Ontem eu toquei a campainha da casa dela. Meus joelhos estavam bambos. Minhas palmas suavam. Minha cabeça pesava. Eu não sai do lugar.
Ouvi seus passos na escada. Queria dizer que ela estava vindo na minha direção, mas naquela hora o som não me agradou. Eu podia ter ido embora, mas eu não sai do lugar.
A porta se abriu lentamente, eu lembro disso muito bem, e ali estava ela, o corpo magro coberto pelo seu felpudo e berrante roupão amarelo. O cabelo estava sujo, sujo de tinta. Nas orelhas, um par de brincos com formato de rabanete, mas isso não era surpresa. Os grandes olhos azuis me encaravam sem piscar. Uma imagem de mim mesmo correndo encheu minha mente e eu não sai do lugar.
"Boa noite" ela desejou e foram as únicas palavras que escaparam de seus lábios. Lábios que já haviam sido pressionados contra a minha orelha esquerda, contra os meus lábios, contra a minha pele…
Ontem eu tive vontade de chorar, ali mesmo na frente dela, feito um bebê. Ah, o amor! O amor é cruel! Porém - graças ao bom Deus que eu tenho como guia e graças a minha grande força de vontade – consegui manter o rosto impassível. Eu tinha um texto ensaiado, eu sabia o que dizer… Mas então me dei conta, para o meu próprio terror, que o enorme e romântico discurso desapareceu da minha cabeça.

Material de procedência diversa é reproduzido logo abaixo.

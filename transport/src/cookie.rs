//! Stateless cookies and the request/response exchange that hands them out.
//!
//! A cookie is an opaque token minted under a secret only its creator knows. It binds the
//! requester's identity key and DHT key to a creation time, so a handshake carrying a valid cookie
//! proves the sender could receive packets sent to that DHT key recently. Nothing is stored
//! between the request and the handshake.
//!
//! The request and response are encrypted under the key shared by the two DHT key pairs, not the
//! identity keys: the requester does not yet know whether the responder is who it claims to be.

use crate::{
    crypto::{Nonce, PublicKey, SharedKey, MAC_SIZE, NONCE_SIZE, PUBLIC_KEY_SIZE},
    packet::PacketType,
    Error,
};
use bytes::{Buf, BufMut};
use commonware_codec::{Error as CodecError, FixedSize, Read, ReadExt, Write};
use rand::{CryptoRng, Rng};

/// Default number of seconds a cookie stays valid.
pub const COOKIE_TIMEOUT: u64 = 15;

/// Size of the plaintext sealed inside a cookie.
const COOKIE_PLAIN_SIZE: usize = u64::SIZE + 2 * PUBLIC_KEY_SIZE;

/// Size of the cookie ciphertext (including the authentication tag).
const COOKIE_CIPHERTEXT_SIZE: usize = COOKIE_PLAIN_SIZE + MAC_SIZE;

/// Size of a cookie on the wire.
pub const COOKIE_SIZE: usize = NONCE_SIZE + COOKIE_CIPHERTEXT_SIZE;

/// Size of the plaintext of a cookie request.
const REQUEST_PLAIN_SIZE: usize = 2 * PUBLIC_KEY_SIZE + u64::SIZE;

/// Size of a cookie request on the wire.
pub const COOKIE_REQUEST_SIZE: usize =
    1 + PUBLIC_KEY_SIZE + NONCE_SIZE + REQUEST_PLAIN_SIZE + MAC_SIZE;

/// Size of the plaintext of a cookie response.
const RESPONSE_PLAIN_SIZE: usize = COOKIE_SIZE + u64::SIZE;

/// Size of a cookie response on the wire.
pub const COOKIE_RESPONSE_SIZE: usize = 1 + NONCE_SIZE + RESPONSE_PLAIN_SIZE + MAC_SIZE;

/// An encrypted cookie.
#[derive(Clone, Copy, PartialEq, Eq)]
pub struct Cookie([u8; COOKIE_SIZE]);

impl Cookie {
    /// The raw bytes.
    pub fn as_bytes(&self) -> &[u8; COOKIE_SIZE] {
        &self.0
    }

    /// Interpret raw bytes as a cookie.
    pub fn from_bytes(bytes: [u8; COOKIE_SIZE]) -> Self {
        Self(bytes)
    }
}

impl std::fmt::Debug for Cookie {
    fn fmt(&self, f: &mut std::fmt::Formatter<'_>) -> std::fmt::Result {
        f.write_str("Cookie(..)")
    }
}

impl Write for Cookie {
    fn write(&self, buf: &mut impl BufMut) {
        self.0.write(buf);
    }
}

impl Read for Cookie {
    type Cfg = ();

    fn read_cfg(buf: &mut impl Buf, _: &()) -> Result<Self, CodecError> {
        Ok(Self(<[u8; COOKIE_SIZE]>::read(buf)?))
    }
}

impl FixedSize for Cookie {
    const SIZE: usize = COOKIE_SIZE;
}

/// The keys a cookie binds together.
#[derive(Clone, Copy, Debug, PartialEq, Eq)]
pub struct CookieContents {
    /// Long-term identity key of the cookie holder.
    pub identity: PublicKey,

    /// DHT key the cookie was requested from.
    pub dht: PublicKey,
}

/// The secret used to mint and open cookies.
pub struct CookieKey {
    secret: SharedKey,
    timeout: u64,
}

impl CookieKey {
    /// Create a key with a fresh random secret.
    pub fn new<R: Rng + CryptoRng>(rng: &mut R, timeout: u64) -> Self {
        Self {
            secret: SharedKey::random(rng),
            timeout,
        }
    }

    /// Mint a cookie for `contents` at `now` (seconds).
    pub fn create<R: Rng + CryptoRng>(
        &self,
        rng: &mut R,
        now: u64,
        contents: &CookieContents,
    ) -> Result<Cookie, Error> {
        let mut plain = Vec::with_capacity(COOKIE_PLAIN_SIZE);
        plain.put_u64(now);
        plain.put_slice(contents.identity.as_bytes());
        plain.put_slice(contents.dht.as_bytes());

        let nonce = Nonce::random(rng);
        let ciphertext = self.secret.encrypt(&nonce, &plain)?;

        let mut cookie = [0u8; COOKIE_SIZE];
        cookie[..NONCE_SIZE].copy_from_slice(nonce.as_bytes());
        cookie[NONCE_SIZE..].copy_from_slice(&ciphertext);
        Ok(Cookie(cookie))
    }

    /// Open a cookie minted by this key, checking it is neither expired nor from the future.
    pub fn open(&self, cookie: &Cookie, now: u64) -> Result<CookieContents, Error> {
        let mut nonce = [0u8; NONCE_SIZE];
        nonce.copy_from_slice(&cookie.0[..NONCE_SIZE]);
        let plain = self
            .secret
            .decrypt(&Nonce::from_bytes(nonce), &cookie.0[NONCE_SIZE..])?;

        let mut buf = plain.as_slice();
        let timestamp = u64::read(&mut buf)?;
        if timestamp > now {
            return Err(Error::CookieFromFuture);
        }
        if timestamp.saturating_add(self.timeout) < now {
            return Err(Error::CookieExpired);
        }
        let identity = PublicKey::from(<[u8; PUBLIC_KEY_SIZE]>::read(&mut buf)?);
        let dht = PublicKey::from(<[u8; PUBLIC_KEY_SIZE]>::read(&mut buf)?);
        Ok(CookieContents { identity, dht })
    }
}

/// A request for a cookie.
///
/// `[24][requester dht 32][nonce 24][enc(identity 32 || zero 32 || number 8)]`
#[derive(Clone, Debug, PartialEq, Eq)]
pub struct CookieRequest {
    /// DHT key of the requester, used by the responder to derive the shared key.
    pub dht: PublicKey,
    nonce: Nonce,
    ciphertext: [u8; REQUEST_PLAIN_SIZE + MAC_SIZE],
}

/// The decrypted contents of a [CookieRequest].
#[derive(Clone, Copy, Debug, PartialEq, Eq)]
pub struct RequestPlain {
    /// Identity key the requester wants the cookie bound to.
    pub identity: PublicKey,

    /// Request number echoed in the response.
    pub number: u64,
}

impl Write for CookieRequest {
    fn write(&self, buf: &mut impl BufMut) {
        PacketType::CookieRequest.write(buf);
        self.dht.as_bytes().write(buf);
        self.nonce.as_bytes().write(buf);
        self.ciphertext.write(buf);
    }
}

impl Read for CookieRequest {
    type Cfg = ();

    fn read_cfg(buf: &mut impl Buf, _: &()) -> Result<Self, CodecError> {
        PacketType::expect(buf, PacketType::CookieRequest, "cookie::CookieRequest")?;
        let dht = PublicKey::from(<[u8; PUBLIC_KEY_SIZE]>::read(buf)?);
        let nonce = Nonce::from_bytes(<[u8; NONCE_SIZE]>::read(buf)?);
        let ciphertext = <[u8; REQUEST_PLAIN_SIZE + MAC_SIZE]>::read(buf)?;
        Ok(Self {
            dht,
            nonce,
            ciphertext,
        })
    }
}

impl FixedSize for CookieRequest {
    const SIZE: usize = COOKIE_REQUEST_SIZE;
}

/// A cookie sent in reply to a [CookieRequest].
///
/// `[25][nonce 24][enc(cookie 112 || number 8)]`
#[derive(Clone, Debug, PartialEq, Eq)]
pub struct CookieResponse {
    nonce: Nonce,
    ciphertext: [u8; RESPONSE_PLAIN_SIZE + MAC_SIZE],
}

impl Write for CookieResponse {
    fn write(&self, buf: &mut impl BufMut) {
        PacketType::CookieResponse.write(buf);
        self.nonce.as_bytes().write(buf);
        self.ciphertext.write(buf);
    }
}

impl Read for CookieResponse {
    type Cfg = ();

    fn read_cfg(buf: &mut impl Buf, _: &()) -> Result<Self, CodecError> {
        PacketType::expect(buf, PacketType::CookieResponse, "cookie::CookieResponse")?;
        let nonce = Nonce::from_bytes(<[u8; NONCE_SIZE]>::read(buf)?);
        let ciphertext = <[u8; RESPONSE_PLAIN_SIZE + MAC_SIZE]>::read(buf)?;
        Ok(Self { nonce, ciphertext })
    }
}

impl FixedSize for CookieResponse {
    const SIZE: usize = COOKIE_RESPONSE_SIZE;
}

/// Build a cookie request asking for a cookie bound to `identity` and `own_dht`.
///
/// `shared` is the key between `own_dht` and the responder's DHT key.
pub fn create_cookie_request<R: Rng + CryptoRng>(
    rng: &mut R,
    identity: &PublicKey,
    own_dht: &PublicKey,
    shared: &SharedKey,
    number: u64,
) -> Result<CookieRequest, Error> {
    let mut plain = Vec::with_capacity(REQUEST_PLAIN_SIZE);
    plain.put_slice(identity.as_bytes());
    plain.put_bytes(0, PUBLIC_KEY_SIZE);
    plain.put_u64(number);

    let nonce = Nonce::random(rng);
    let ciphertext = shared.encrypt(&nonce, &plain)?;
    let mut fixed = [0u8; REQUEST_PLAIN_SIZE + MAC_SIZE];
    fixed.copy_from_slice(&ciphertext);
    Ok(CookieRequest {
        dht: *own_dht,
        nonce,
        ciphertext: fixed,
    })
}

/// Decrypt a cookie request.
pub fn handle_cookie_request(
    request: &CookieRequest,
    shared: &SharedKey,
) -> Result<RequestPlain, Error> {
    let plain = shared.decrypt(&request.nonce, &request.ciphertext)?;
    let mut buf = plain.as_slice();
    let identity = PublicKey::from(<[u8; PUBLIC_KEY_SIZE]>::read(&mut buf)?);
    buf.advance(PUBLIC_KEY_SIZE);
    let number = u64::read(&mut buf)?;
    Ok(RequestPlain { identity, number })
}

/// Mint a cookie for the requester and seal it in a response.
pub fn create_cookie_response<R: Rng + CryptoRng>(
    rng: &mut R,
    key: &CookieKey,
    now: u64,
    plain: &RequestPlain,
    requester_dht: &PublicKey,
    shared: &SharedKey,
) -> Result<CookieResponse, Error> {
    let cookie = key.create(
        rng,
        now,
        &CookieContents {
            identity: plain.identity,
            dht: *requester_dht,
        },
    )?;

    let mut inner = Vec::with_capacity(RESPONSE_PLAIN_SIZE);
    inner.put_slice(cookie.as_bytes());
    inner.put_u64(plain.number);

    let nonce = Nonce::random(rng);
    let ciphertext = shared.encrypt(&nonce, &inner)?;
    let mut fixed = [0u8; RESPONSE_PLAIN_SIZE + MAC_SIZE];
    fixed.copy_from_slice(&ciphertext);
    Ok(CookieResponse {
        nonce,
        ciphertext: fixed,
    })
}

/// Open a cookie response, checking it answers request `expected_number`.
pub fn handle_cookie_response(
    response: &CookieResponse,
    shared: &SharedKey,
    expected_number: u64,
) -> Result<Cookie, Error> {
    let plain = shared.decrypt(&response.nonce, &response.ciphertext)?;
    let mut buf = plain.as_slice();
    let cookie = Cookie::read(&mut buf)?;
    let number = u64::read(&mut buf)?;
    if number != expected_number {
        return Err(Error::CookieNumberMismatch);
    }
    Ok(cookie)
}

#[cfg(test)]
mod tests {
    use super::*;
    use crate::crypto::KeyPair;
    use commonware_codec::{DecodeExt, Encode};
    use rand::{rngs::StdRng, SeedableRng};
    use test_case::test_case;

    fn contents() -> CookieContents {
        CookieContents {
            identity: *KeyPair::from_seed(0).public(),
            dht: *KeyPair::from_seed(1).public(),
        }
    }

    #[test]
    fn test_sizes() {
        assert_eq!(COOKIE_SIZE, 112);
        assert_eq!(COOKIE_REQUEST_SIZE, 145);
        assert_eq!(COOKIE_RESPONSE_SIZE, 161);
    }

    #[test]
    fn test_cookie_round_trip() {
        let mut rng = StdRng::seed_from_u64(0);
        let key = CookieKey::new(&mut rng, COOKIE_TIMEOUT);
        let cookie = key.create(&mut rng, 1_000, &contents()).unwrap();
        assert_eq!(key.open(&cookie, 1_000).unwrap(), contents());
    }

    #[test]
    fn test_cookie_wrong_secret() {
        let mut rng = StdRng::seed_from_u64(0);
        let key = CookieKey::new(&mut rng, COOKIE_TIMEOUT);
        let other = CookieKey::new(&mut rng, COOKIE_TIMEOUT);
        let cookie = key.create(&mut rng, 1_000, &contents()).unwrap();
        assert!(matches!(
            other.open(&cookie, 1_000),
            Err(Error::DecryptionFailed)
        ));
    }

    #[test_case(0, true; "fresh")]
    #[test_case(COOKIE_TIMEOUT - 1, true; "just before timeout")]
    #[test_case(COOKIE_TIMEOUT, true; "at timeout")]
    #[test_case(COOKIE_TIMEOUT + 1, false; "just after timeout")]
    #[test_case(10 * COOKIE_TIMEOUT, false; "long after timeout")]
    fn test_cookie_ttl(age: u64, accepted: bool) {
        let mut rng = StdRng::seed_from_u64(0);
        let key = CookieKey::new(&mut rng, COOKIE_TIMEOUT);
        let created = 1_000;
        let cookie = key.create(&mut rng, created, &contents()).unwrap();
        let result = key.open(&cookie, created + age);
        if accepted {
            assert!(result.is_ok());
        } else {
            assert!(matches!(result, Err(Error::CookieExpired)));
        }
    }

    #[test]
    fn test_cookie_from_future() {
        let mut rng = StdRng::seed_from_u64(0);
        let key = CookieKey::new(&mut rng, COOKIE_TIMEOUT);
        let cookie = key.create(&mut rng, 1_000, &contents()).unwrap();
        assert!(matches!(
            key.open(&cookie, 999),
            Err(Error::CookieFromFuture)
        ));
    }

    #[test]
    fn test_cookie_tampered() {
        let mut rng = StdRng::seed_from_u64(0);
        let key = CookieKey::new(&mut rng, COOKIE_TIMEOUT);
        let cookie = key.create(&mut rng, 1_000, &contents()).unwrap();
        for i in [0, NONCE_SIZE, COOKIE_SIZE - 1] {
            let mut bytes = *cookie.as_bytes();
            bytes[i] ^= 1;
            assert!(key.open(&Cookie::from_bytes(bytes), 1_000).is_err());
        }
    }

    #[test]
    fn test_request_response() {
        let mut rng = StdRng::seed_from_u64(0);
        let identity = KeyPair::from_seed(0);
        let requester_dht = KeyPair::from_seed(1);
        let responder_dht = KeyPair::from_seed(2);
        let requester_shared =
            SharedKey::derive(requester_dht.secret(), responder_dht.public()).unwrap();
        let responder_shared =
            SharedKey::derive(responder_dht.secret(), requester_dht.public()).unwrap();
        let key = CookieKey::new(&mut rng, COOKIE_TIMEOUT);

        // Requester asks for a cookie
        let request = create_cookie_request(
            &mut rng,
            identity.public(),
            requester_dht.public(),
            &requester_shared,
            7,
        )
        .unwrap();
        let encoded = request.encode();
        assert_eq!(encoded.len(), COOKIE_REQUEST_SIZE);
        assert_eq!(encoded[0], 24);

        // Responder answers
        let request = CookieRequest::decode(encoded).unwrap();
        assert_eq!(request.dht, *requester_dht.public());
        let plain = handle_cookie_request(&request, &responder_shared).unwrap();
        assert_eq!(plain.identity, *identity.public());
        assert_eq!(plain.number, 7);
        let response = create_cookie_response(
            &mut rng,
            &key,
            500,
            &plain,
            &request.dht,
            &responder_shared,
        )
        .unwrap();
        let encoded = response.encode();
        assert_eq!(encoded.len(), COOKIE_RESPONSE_SIZE);
        assert_eq!(encoded[0], 25);

        // Requester opens the response
        let response = CookieResponse::decode(encoded).unwrap();
        let cookie = handle_cookie_response(&response, &requester_shared, 7).unwrap();
        let opened = key.open(&cookie, 500).unwrap();
        assert_eq!(opened.identity, *identity.public());
        assert_eq!(opened.dht, *requester_dht.public());

        // A stale request number is rejected
        assert!(matches!(
            handle_cookie_response(&response, &requester_shared, 8),
            Err(Error::CookieNumberMismatch)
        ));
    }

    #[test]
    fn test_request_wrong_length() {
        let mut rng = StdRng::seed_from_u64(0);
        let dht = KeyPair::from_seed(1);
        let shared = SharedKey::random(&mut rng);
        let request =
            create_cookie_request(&mut rng, dht.public(), dht.public(), &shared, 1).unwrap();
        let encoded = request.encode();

        // Too short
        assert!(CookieRequest::decode(&encoded[..COOKIE_REQUEST_SIZE - 1]).is_err());

        // Too long
        let mut long = encoded.to_vec();
        long.push(0);
        assert!(matches!(
            CookieRequest::decode(long.as_slice()),
            Err(CodecError::ExtraData(1))
        ));

        // Wrong type
        let mut wrong = encoded.to_vec();
        wrong[0] = 25;
        assert!(CookieRequest::decode(wrong.as_slice()).is_err());
    }
}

Minha boca ficou seca e naquele instante eu tive certeza de que o que eu faria a seguir tinha o nome de improviso. Depois, fui descobrir que na verdade eu havia ficado nu.
Minhas calças estavam muito bem presas a minha cintura pelo cinto, minha camisa estava totalmente abotoada, meus sapatos estavam perfeitamente amarrados, e nenhum fio do meu cabelo loiro estava fora do lugar. Ainda assim, eu fiquei nu, ali mesmo, naquela rua, na frente dela.
Abri meu coração e despejei todos os meus sentimentos. Não foi simples, mas nada era desde que ela invadira minha vida.
Quando eu terminei, havia lágrimas em seus olhos e riso em seus lábios. (As mulheres complicam muito minha vida - ela estava triste ou feliz, afinal?) E então, subitamente, seu roupão caiu silenciosamente no chão.
Ontem, bem, e ainda hoje de manhã, ela não vestia qualquer outra peça. Agora eu sorrio para mim mesmo ao concluir que esse meu modo poético de interpretar a palavra nudez não é nada comparado com aquele simplório que ela me apresentou ontem.